→ Records from a data collection
--- START ---

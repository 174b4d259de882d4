//! Regression model interfaces for calendar-feature forecasting

use crate::data::DailySeries;
use crate::error::{ForecastError, Result};
use crate::features::{derive_features_batch, FeatureRow};
use std::fmt::Debug;

/// Feature/target pairs used for one training invocation
#[derive(Debug, Clone)]
pub struct TrainingSet {
    features: Vec<FeatureRow>,
    targets: Vec<f64>,
}

impl TrainingSet {
    /// Create a training set from parallel feature and target sequences
    pub fn new(features: Vec<FeatureRow>, targets: Vec<f64>) -> Result<Self> {
        if features.len() != targets.len() {
            return Err(ForecastError::ValidationError(format!(
                "Features length ({}) doesn't match targets length ({})",
                features.len(),
                targets.len()
            )));
        }

        Ok(Self { features, targets })
    }

    /// Derive a training set from an aggregated daily series
    pub fn from_series(series: &DailySeries) -> Self {
        Self {
            features: derive_features_batch(&series.dates()),
            targets: series.values(),
        }
    }

    /// The feature rows, one per observation
    pub fn features(&self) -> &[FeatureRow] {
        &self.features
    }

    /// The target values, parallel to [`features`](Self::features)
    pub fn targets(&self) -> &[f64] {
        &self.targets
    }

    /// Number of observations
    pub fn len(&self) -> usize {
        self.targets.len()
    }

    /// Check whether the training set has no observations
    pub fn is_empty(&self) -> bool {
        self.targets.is_empty()
    }
}

/// A fitted regression model
pub trait TrainedRegressor: Debug {
    /// Predict one value per feature row, preserving order
    fn predict(&self, features: &[FeatureRow]) -> Result<Vec<f64>>;

    /// Name of the model
    fn name(&self) -> &str;
}

/// Regression model that can be fit on feature/target pairs
pub trait Regressor: Debug + Clone {
    /// The type of trained model produced
    type Trained: TrainedRegressor;

    /// Fit the model on a training set
    fn fit(&self, training: &TrainingSet) -> Result<Self::Trained>;

    /// Get the name of the model
    fn name(&self) -> &str;
}

pub mod random_forest;
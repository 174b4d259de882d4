//! # Salescast
//!
//! A Rust library for turning historical sales records into short-horizon
//! forecasts with a random forest regressor trained on calendar features.
//!
//! ## Pipeline
//!
//! 1. Load a raw table (CSV file or polars DataFrame) with [`data::DataLoader`]
//! 2. Aggregate it into a daily series, summing the target per calendar day
//! 3. Derive calendar features (year, month, day, weekday, day-of-year)
//! 4. Fit a fixed-seed random forest and predict the requested horizon
//! 5. Assemble a [`report::ForecastReport`] exportable as CSV or JSON
//!
//! The whole run is synchronous and stateless: every forecast request refits
//! the model from the raw input, and every error surfaces once, at the
//! pipeline boundary, as a [`pipeline::PipelineFailure`] with an actionable
//! hint.
//!
//! ## Quick Start
//!
//! ```rust
//! use polars::prelude::*;
//! use salescast::data::DataLoader;
//! use salescast::pipeline::{run_forecast, ForecastConfig};
//!
//! fn main() -> Result<(), Box<dyn std::error::Error>> {
//!     let df = DataFrame::new(vec![
//!         Series::new("order_date", &["2024-01-01", "2024-01-01", "2024-01-02"]),
//!         Series::new("sales", &[120.0, 35.5, 80.0]),
//!     ])?;
//!
//!     let table = DataLoader::from_dataframe(df);
//!     let config = ForecastConfig::new("order_date", "sales", 7);
//!     let report = run_forecast(&table, &config)?;
//!
//!     assert_eq!(report.forecast().len(), 7);
//!     println!("{}", report.to_csv()?);
//!     Ok(())
//! }
//! ```

pub mod data;
pub mod error;
pub mod features;
pub mod models;
pub mod pipeline;
pub mod report;
pub mod utils;

// Re-export commonly used types
pub use crate::data::{DailySeries, DataLoader, SalesTable};
pub use crate::error::ForecastError;
pub use crate::features::{derive_features, derive_features_batch, FeatureRow};
pub use crate::models::random_forest::RandomForest;
pub use crate::models::{Regressor, TrainedRegressor, TrainingSet};
pub use crate::pipeline::{run_forecast, ForecastConfig, PipelineFailure};
pub use crate::report::{ForecastReport, ForecastRow};

// Version information
pub const VERSION: &str = env!("CARGO_PKG_VERSION");
pub const NAME: &str = env!("CARGO_PKG_NAME");
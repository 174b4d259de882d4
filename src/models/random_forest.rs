//! Random forest regression on calendar features

use crate::error::{ForecastError, Result};
use crate::features::{FeatureRow, FEATURE_COUNT};
use crate::models::{Regressor, TrainedRegressor, TrainingSet};
use rand::rngs::StdRng;
use rand::{Rng, SeedableRng};

/// Default number of trees in the ensemble
pub const DEFAULT_TREE_COUNT: usize = 100;

/// Default random seed, fixed so repeated fits are bit-for-bit reproducible
pub const DEFAULT_SEED: u64 = 42;

/// Minimum number of samples required to attempt a split
const MIN_SAMPLES_SPLIT: usize = 2;

/// Random forest regressor
///
/// An ensemble of CART regression trees grown on bootstrap resamples of the
/// training set. Each tree draws its resample from its own `StdRng`, seeded
/// deterministically from the forest seed and the tree index, so two fits on
/// identical input produce identical predictions.
#[derive(Debug, Clone)]
pub struct RandomForest {
    /// Name of the model
    name: String,
    /// Number of trees in the ensemble
    tree_count: usize,
    /// Master random seed
    seed: u64,
}

/// Trained random forest model
#[derive(Debug, Clone)]
pub struct TrainedRandomForest {
    /// Name of the model
    name: String,
    /// Grown trees, averaged at prediction time
    trees: Vec<RegressionTree>,
}

impl RandomForest {
    /// Create a forest with the default ensemble size and seed
    pub fn new() -> Self {
        Self {
            name: format!(
                "Random Forest ({} trees, seed {})",
                DEFAULT_TREE_COUNT, DEFAULT_SEED
            ),
            tree_count: DEFAULT_TREE_COUNT,
            seed: DEFAULT_SEED,
        }
    }

    /// Create a forest with an explicit ensemble size and seed
    pub fn with_params(tree_count: usize, seed: u64) -> Result<Self> {
        if tree_count == 0 {
            return Err(ForecastError::InvalidParameter(
                "Tree count must be positive".to_string(),
            ));
        }

        Ok(Self {
            name: format!("Random Forest ({} trees, seed {})", tree_count, seed),
            tree_count,
            seed,
        })
    }
}

impl Default for RandomForest {
    fn default() -> Self {
        Self::new()
    }
}

impl Regressor for RandomForest {
    type Trained = TrainedRandomForest;

    fn fit(&self, training: &TrainingSet) -> Result<TrainedRandomForest> {
        if training.is_empty() {
            return Err(ForecastError::DataError(
                "cannot fit on an empty training set".to_string(),
            ));
        }

        let matrix: Vec<[f64; FEATURE_COUNT]> = training
            .features()
            .iter()
            .map(|row| row.to_array())
            .collect();
        let targets = training.targets();
        let sample_count = targets.len();

        let mut trees = Vec::with_capacity(self.tree_count);
        for index in 0..self.tree_count {
            let mut rng = StdRng::seed_from_u64(self.seed.wrapping_add(index as u64));
            let sample: Vec<usize> = (0..sample_count)
                .map(|_| rng.gen_range(0..sample_count))
                .collect();
            trees.push(RegressionTree::grow(&matrix, targets, sample));
        }

        Ok(TrainedRandomForest {
            name: self.name.clone(),
            trees,
        })
    }

    fn name(&self) -> &str {
        &self.name
    }
}

impl TrainedRegressor for TrainedRandomForest {
    fn predict(&self, features: &[FeatureRow]) -> Result<Vec<f64>> {
        let predictions = features
            .iter()
            .map(|row| {
                let input = row.to_array();
                let sum: f64 = self.trees.iter().map(|tree| tree.predict_one(&input)).sum();
                sum / self.trees.len() as f64
            })
            .collect();

        Ok(predictions)
    }

    fn name(&self) -> &str {
        &self.name
    }
}

/// A single CART regression tree
#[derive(Debug, Clone)]
struct RegressionTree {
    root: Node,
}

#[derive(Debug, Clone)]
enum Node {
    Leaf {
        value: f64,
    },
    Split {
        feature: usize,
        threshold: f64,
        left: Box<Node>,
        right: Box<Node>,
    },
}

impl RegressionTree {
    /// Grow a tree on the given bootstrap sample of row indices
    fn grow(matrix: &[[f64; FEATURE_COUNT]], targets: &[f64], sample: Vec<usize>) -> Self {
        Self {
            root: grow_node(matrix, targets, sample),
        }
    }

    fn predict_one(&self, input: &[f64; FEATURE_COUNT]) -> f64 {
        let mut node = &self.root;
        loop {
            match node {
                Node::Leaf { value } => return *value,
                Node::Split {
                    feature,
                    threshold,
                    left,
                    right,
                } => {
                    node = if input[*feature] <= *threshold {
                        left
                    } else {
                        right
                    };
                }
            }
        }
    }
}

fn grow_node(matrix: &[[f64; FEATURE_COUNT]], targets: &[f64], indices: Vec<usize>) -> Node {
    let count = indices.len();
    let mean = indices.iter().map(|&i| targets[i]).sum::<f64>() / count as f64;

    if count < MIN_SAMPLES_SPLIT {
        return Node::Leaf { value: mean };
    }

    let first_target = targets[indices[0]];
    if indices.iter().all(|&i| targets[i] == first_target) {
        return Node::Leaf { value: mean };
    }

    let Some((feature, threshold)) = best_split(matrix, targets, &indices) else {
        return Node::Leaf { value: mean };
    };

    let (left, right): (Vec<usize>, Vec<usize>) = indices
        .into_iter()
        .partition(|&i| matrix[i][feature] <= threshold);

    // A midpoint threshold between distinct values always separates the
    // sample, so both sides are non-empty.
    Node::Split {
        feature,
        threshold,
        left: Box::new(grow_node(matrix, targets, left)),
        right: Box::new(grow_node(matrix, targets, right)),
    }
}

/// Find the split minimizing the summed squared error of the two sides
///
/// Candidate thresholds are midpoints between consecutive distinct feature
/// values; evaluation uses prefix sums over the sorted sample. Ties keep the
/// first candidate encountered, which keeps tree growth deterministic.
fn best_split(
    matrix: &[[f64; FEATURE_COUNT]],
    targets: &[f64],
    indices: &[usize],
) -> Option<(usize, f64)> {
    let count = indices.len();
    let total_sum: f64 = indices.iter().map(|&i| targets[i]).sum();
    let total_sq: f64 = indices.iter().map(|&i| targets[i] * targets[i]).sum();

    let mut best: Option<(f64, usize, f64)> = None;

    for feature in 0..FEATURE_COUNT {
        let mut order = indices.to_vec();
        order.sort_by(|&a, &b| matrix[a][feature].total_cmp(&matrix[b][feature]));

        let mut left_sum = 0.0;
        let mut left_sq = 0.0;
        for position in 1..count {
            let previous = order[position - 1];
            left_sum += targets[previous];
            left_sq += targets[previous] * targets[previous];

            let below = matrix[previous][feature];
            let above = matrix[order[position]][feature];
            if below == above {
                continue;
            }

            let left_count = position as f64;
            let right_count = (count - position) as f64;
            let right_sum = total_sum - left_sum;
            let right_sq = total_sq - left_sq;
            let score = (left_sq - left_sum * left_sum / left_count)
                + (right_sq - right_sum * right_sum / right_count);

            if best.map_or(true, |(best_score, _, _)| score < best_score) {
                best = Some((score, feature, (below + above) / 2.0));
            }
        }
    }

    best.map(|(_, feature, threshold)| (feature, threshold))
}
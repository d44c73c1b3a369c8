// Licensing system module
// Registration, trial tracking and license change notification

pub mod types;
pub mod config;
pub mod ports;
pub mod storage;
pub mod trial;
pub mod information;
pub mod registration;
pub mod broadcast;
pub mod manager;
#[cfg(feature = "desktop")]
pub mod desktop;

pub use types::*;
pub use config::*;
pub use ports::*;
pub use storage::LicenseStore;
pub use trial::TrialProvider;
pub use information::LicenseInformationProvider;
pub use registration::RegistrationService;
pub use broadcast::{LicenseChangeBroadcaster, Notification, NotificationCenter, ObserverToken};
pub use manager::AppLicensing;
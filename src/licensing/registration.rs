use crate::licensing::ports::{
    HandlesRegistering, InvalidLicenseCallback, LicenseChangeCallback, LicenseVerifier,
    ProvidesLicenseInformation, ProvidesTrial, WritesLicense,
};
use crate::licensing::types::{License, LicenseInformation};

/// Registers and unregisters the application, reporting every state change
/// through the change callback.
pub struct RegistrationService<V, W, I, T> {
    verifier: V,
    writer: W,
    information: I,
    trial: T,
    change_callback: LicenseChangeCallback,
    invalid_license_callback: InvalidLicenseCallback,
}

impl<V, W, I, T> RegistrationService<V, W, I, T>
where
    V: LicenseVerifier,
    W: WritesLicense,
    I: ProvidesLicenseInformation,
    T: ProvidesTrial,
{
    pub fn new(
        verifier: V,
        writer: W,
        information: I,
        trial: T,
        change_callback: LicenseChangeCallback,
        invalid_license_callback: InvalidLicenseCallback,
    ) -> Self {
        Self {
            verifier,
            writer,
            information,
            trial,
            change_callback,
            invalid_license_callback,
        }
    }

    /// Verify and store a license.
    ///
    /// A rejected code is reported to the invalid license callback and
    /// leaves the stored state untouched.
    pub fn register(&self, name: &str, license_code: &str) {
        if !self.verifier.is_valid(license_code, name) {
            log::warn!("Rejected license code for {}", name);
            (self.invalid_license_callback)(name, license_code);
            return;
        }

        let license = License::new(name, license_code);
        self.writer.store(&license.license_code, &license.name);

        log::info!("Registered license for {}", license.name);
        (self.change_callback)(LicenseInformation::Registered(license));
    }

    /// Remove the stored license.
    ///
    /// Removal always happens. Only a previously registered app reports a
    /// change, falling back to the remaining trial or to trial-up.
    pub fn unregister(&self) {
        let previous = self.information.current_license_information();

        self.writer.remove_license();

        if !previous.is_registered() {
            return;
        }

        let current = match self.trial.current_trial_period() {
            Some(period) => LicenseInformation::OnTrial(period),
            None => LicenseInformation::TrialUp,
        };

        log::info!("Unregistered license, now {:?}", current);
        (self.change_callback)(current);
    }
}

impl<V, W, I, T> HandlesRegistering for RegistrationService<V, W, I, T>
where
    V: LicenseVerifier,
    W: WritesLicense,
    I: ProvidesLicenseInformation,
    T: ProvidesTrial,
{
    fn register(&self, name: &str, license_code: &str) {
        RegistrationService::register(self, name, license_code)
    }
}
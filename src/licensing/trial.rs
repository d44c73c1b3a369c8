use crate::licensing::config::validate_trial_days;
use crate::licensing::ports::{Clock, ProvidesTrial, SystemClock};
use crate::licensing::storage::{read_json, remove_file, write_json};
use crate::licensing::types::{LicenseError, TrialPeriod};
use std::path::PathBuf;
use std::sync::Mutex;

/// Tracks the trial window, persisted next to the license file
#[derive(Debug)]
pub struct TrialProvider<C = SystemClock> {
    path: Option<PathBuf>,
    clock: C,
    period: Mutex<Option<TrialPeriod>>,
}

impl TrialProvider<SystemClock> {
    pub fn open(path: impl Into<PathBuf>) -> Result<Self, LicenseError> {
        Self::open_with_clock(path, SystemClock)
    }
}

impl<C: Clock> TrialProvider<C> {
    /// Open the trial stored at `path`.
    ///
    /// A corrupt file is replaced by an already expired trial so that
    /// damaging the file never grants a fresh one.
    pub fn open_with_clock(path: impl Into<PathBuf>, clock: C) -> Result<Self, LicenseError> {
        let path = path.into();
        let period = match read_json::<TrialPeriod>(&path) {
            Ok(period) => period,
            Err(LicenseError::Corrupt(reason)) => {
                log::warn!("Unreadable trial file {}, treating trial as expired", reason);
                let expired = TrialPeriod::expired(clock.now());
                if let Err(e) = write_json(&path, &expired) {
                    log::warn!("Could not rewrite trial file: {}", e);
                }
                Some(expired)
            }
            Err(e) => return Err(e),
        };

        Ok(Self {
            path: Some(path),
            clock,
            period: Mutex::new(period),
        })
    }

    pub fn in_memory(clock: C) -> Self {
        Self {
            path: None,
            clock,
            period: Mutex::new(None),
        }
    }

    /// Start a trial of `days` unless one was already started.
    /// Returns the trial in effect afterwards.
    pub fn start_trial(&self, days: i64) -> Result<TrialPeriod, LicenseError> {
        validate_trial_days(days)?;

        let mut period = self.period.lock().unwrap_or_else(|e| e.into_inner());

        if let Some(existing) = *period {
            return Ok(existing);
        }

        let started = TrialPeriod::new(self.clock.now(), days)
            .ok_or(LicenseError::InvalidTrialDays(days))?;
        if let Some(path) = &self.path {
            write_json(path, &started)?;
        }

        log::info!("Started {}-day trial ending {}", days, started.end_date);
        *period = Some(started);
        Ok(started)
    }

    /// Stored trial, whether or not it has ended
    pub fn trial_period(&self) -> Option<TrialPeriod> {
        *self.period.lock().unwrap_or_else(|e| e.into_inner())
    }

    /// Days left in the trial, `None` if no trial was started
    pub fn days_left(&self) -> Option<i64> {
        self.trial_period().map(|p| p.days_left(self.clock.now()))
    }

    /// Forget the stored trial (for testing or reset)
    pub fn clear(&self) -> Result<(), LicenseError> {
        if let Some(path) = &self.path {
            remove_file(path)?;
        }

        *self.period.lock().unwrap_or_else(|e| e.into_inner()) = None;
        Ok(())
    }
}

impl<C: Clock> ProvidesTrial for TrialProvider<C> {
    fn current_trial_period(&self) -> Option<TrialPeriod> {
        self.trial_period()
            .filter(|period| !period.ended(self.clock.now()))
    }
}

--- END ---

→ Problem description
When you answer, output each line of the data exactly as given, from its first line up to and including the one with "use std::fmt::Debug;".

→ Task solution
repository 174b4d259de882d4
//! Regression model interfaces for calendar-feature forecasting

use crate::data::DailySeries;
use crate::error::{ForecastError, Result};
use crate::features::{derive_features_batch, FeatureRow};
use std::fmt::Debug;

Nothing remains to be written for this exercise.